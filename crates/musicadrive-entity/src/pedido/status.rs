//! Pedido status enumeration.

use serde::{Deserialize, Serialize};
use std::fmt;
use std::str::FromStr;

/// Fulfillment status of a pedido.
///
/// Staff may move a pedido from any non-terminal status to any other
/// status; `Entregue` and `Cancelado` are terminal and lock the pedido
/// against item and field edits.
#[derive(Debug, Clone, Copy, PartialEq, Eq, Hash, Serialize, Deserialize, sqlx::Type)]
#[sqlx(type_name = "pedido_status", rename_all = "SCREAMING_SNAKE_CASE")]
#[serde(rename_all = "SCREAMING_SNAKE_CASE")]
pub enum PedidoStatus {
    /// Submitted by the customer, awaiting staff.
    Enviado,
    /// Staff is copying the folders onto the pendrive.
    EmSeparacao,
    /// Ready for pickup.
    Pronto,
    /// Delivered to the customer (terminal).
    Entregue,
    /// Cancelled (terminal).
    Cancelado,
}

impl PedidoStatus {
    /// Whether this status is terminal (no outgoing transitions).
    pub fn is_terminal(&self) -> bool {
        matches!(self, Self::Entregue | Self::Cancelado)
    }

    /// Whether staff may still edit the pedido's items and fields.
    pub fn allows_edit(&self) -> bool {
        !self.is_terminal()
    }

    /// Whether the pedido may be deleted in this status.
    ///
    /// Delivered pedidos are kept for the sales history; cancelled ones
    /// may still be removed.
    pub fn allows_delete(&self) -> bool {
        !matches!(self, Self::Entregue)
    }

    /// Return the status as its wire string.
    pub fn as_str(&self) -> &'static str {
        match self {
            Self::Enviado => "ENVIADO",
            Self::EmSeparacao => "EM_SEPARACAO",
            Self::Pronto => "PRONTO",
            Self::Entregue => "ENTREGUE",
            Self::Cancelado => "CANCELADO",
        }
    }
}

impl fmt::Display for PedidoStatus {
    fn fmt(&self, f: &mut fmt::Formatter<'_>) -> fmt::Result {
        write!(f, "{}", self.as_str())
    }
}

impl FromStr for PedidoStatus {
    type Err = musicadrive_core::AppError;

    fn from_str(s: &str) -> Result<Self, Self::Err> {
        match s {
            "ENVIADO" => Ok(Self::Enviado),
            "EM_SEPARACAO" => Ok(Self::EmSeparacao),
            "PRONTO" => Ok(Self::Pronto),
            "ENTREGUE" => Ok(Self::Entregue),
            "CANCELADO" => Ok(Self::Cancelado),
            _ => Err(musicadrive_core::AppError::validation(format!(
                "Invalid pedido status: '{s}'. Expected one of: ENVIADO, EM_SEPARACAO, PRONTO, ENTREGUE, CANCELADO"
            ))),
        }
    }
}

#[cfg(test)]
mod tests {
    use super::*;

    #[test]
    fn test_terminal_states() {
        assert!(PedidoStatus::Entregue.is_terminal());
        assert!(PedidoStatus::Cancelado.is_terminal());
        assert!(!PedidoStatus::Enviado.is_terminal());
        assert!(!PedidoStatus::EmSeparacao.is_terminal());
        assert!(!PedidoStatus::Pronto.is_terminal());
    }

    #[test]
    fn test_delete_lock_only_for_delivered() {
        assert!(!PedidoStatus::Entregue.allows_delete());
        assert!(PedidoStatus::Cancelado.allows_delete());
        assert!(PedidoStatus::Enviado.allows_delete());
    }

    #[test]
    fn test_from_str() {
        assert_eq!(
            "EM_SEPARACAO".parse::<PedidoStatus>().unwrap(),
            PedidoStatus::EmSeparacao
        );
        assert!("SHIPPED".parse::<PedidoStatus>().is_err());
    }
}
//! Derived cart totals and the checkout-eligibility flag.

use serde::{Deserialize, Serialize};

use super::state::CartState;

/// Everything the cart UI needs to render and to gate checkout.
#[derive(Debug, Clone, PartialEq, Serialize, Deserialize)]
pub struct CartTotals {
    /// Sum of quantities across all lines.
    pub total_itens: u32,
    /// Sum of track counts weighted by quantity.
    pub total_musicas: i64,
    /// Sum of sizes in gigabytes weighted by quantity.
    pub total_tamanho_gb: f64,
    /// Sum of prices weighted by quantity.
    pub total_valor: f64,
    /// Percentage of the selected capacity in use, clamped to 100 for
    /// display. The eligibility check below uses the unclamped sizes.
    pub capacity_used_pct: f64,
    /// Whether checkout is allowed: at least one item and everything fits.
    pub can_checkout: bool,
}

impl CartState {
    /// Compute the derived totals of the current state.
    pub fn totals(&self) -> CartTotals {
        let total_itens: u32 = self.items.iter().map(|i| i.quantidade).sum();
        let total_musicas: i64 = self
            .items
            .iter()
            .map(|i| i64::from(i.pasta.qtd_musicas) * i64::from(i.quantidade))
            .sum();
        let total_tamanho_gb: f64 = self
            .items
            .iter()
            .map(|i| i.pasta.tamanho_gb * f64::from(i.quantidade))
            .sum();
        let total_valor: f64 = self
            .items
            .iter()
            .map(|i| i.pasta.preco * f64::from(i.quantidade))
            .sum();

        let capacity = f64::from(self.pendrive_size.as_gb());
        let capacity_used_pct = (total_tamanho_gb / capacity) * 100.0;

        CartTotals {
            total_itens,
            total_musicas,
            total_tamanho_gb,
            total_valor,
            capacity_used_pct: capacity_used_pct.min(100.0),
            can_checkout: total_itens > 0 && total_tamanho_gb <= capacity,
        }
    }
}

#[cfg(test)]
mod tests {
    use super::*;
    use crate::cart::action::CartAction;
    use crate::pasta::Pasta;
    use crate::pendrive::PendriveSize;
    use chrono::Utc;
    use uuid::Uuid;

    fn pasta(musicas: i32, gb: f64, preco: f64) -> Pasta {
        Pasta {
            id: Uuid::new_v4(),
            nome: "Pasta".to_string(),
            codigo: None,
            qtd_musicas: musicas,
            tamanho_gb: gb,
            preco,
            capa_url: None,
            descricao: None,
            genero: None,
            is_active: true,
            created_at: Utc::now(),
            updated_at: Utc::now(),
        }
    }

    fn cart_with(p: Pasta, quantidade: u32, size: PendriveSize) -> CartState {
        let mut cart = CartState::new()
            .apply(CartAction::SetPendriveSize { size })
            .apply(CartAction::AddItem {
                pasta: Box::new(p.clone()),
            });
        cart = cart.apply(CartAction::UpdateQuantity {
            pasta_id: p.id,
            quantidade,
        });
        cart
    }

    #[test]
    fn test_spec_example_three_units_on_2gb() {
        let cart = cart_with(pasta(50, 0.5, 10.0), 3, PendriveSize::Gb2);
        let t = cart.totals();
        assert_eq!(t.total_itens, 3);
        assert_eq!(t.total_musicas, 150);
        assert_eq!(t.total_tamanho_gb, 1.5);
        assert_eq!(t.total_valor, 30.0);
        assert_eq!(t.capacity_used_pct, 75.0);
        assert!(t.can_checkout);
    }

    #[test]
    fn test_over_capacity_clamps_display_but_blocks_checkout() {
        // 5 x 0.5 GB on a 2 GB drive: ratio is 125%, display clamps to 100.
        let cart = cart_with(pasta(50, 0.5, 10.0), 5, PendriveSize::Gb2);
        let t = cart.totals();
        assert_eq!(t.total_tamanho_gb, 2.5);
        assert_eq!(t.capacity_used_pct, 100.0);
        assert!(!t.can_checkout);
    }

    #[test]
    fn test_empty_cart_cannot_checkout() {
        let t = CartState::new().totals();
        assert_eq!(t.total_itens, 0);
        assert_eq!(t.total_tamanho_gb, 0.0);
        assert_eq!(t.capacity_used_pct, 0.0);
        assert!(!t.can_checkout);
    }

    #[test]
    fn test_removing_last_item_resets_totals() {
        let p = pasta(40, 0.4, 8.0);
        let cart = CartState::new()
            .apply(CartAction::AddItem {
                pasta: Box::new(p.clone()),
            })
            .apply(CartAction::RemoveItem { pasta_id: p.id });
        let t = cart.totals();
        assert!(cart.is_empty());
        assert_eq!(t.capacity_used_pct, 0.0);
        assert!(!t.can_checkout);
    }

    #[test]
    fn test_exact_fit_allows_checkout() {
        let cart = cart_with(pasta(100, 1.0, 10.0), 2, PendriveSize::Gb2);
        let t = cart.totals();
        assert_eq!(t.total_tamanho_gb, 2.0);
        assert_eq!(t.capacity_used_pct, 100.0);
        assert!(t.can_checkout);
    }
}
+ + +
Task objective: Within the entries above, find the string "eligibility" and return each line that holds it.

Response:
//! Derived cart totals and the checkout-eligibility flag.
    /// display. The eligibility check below uses the unclamped sizes.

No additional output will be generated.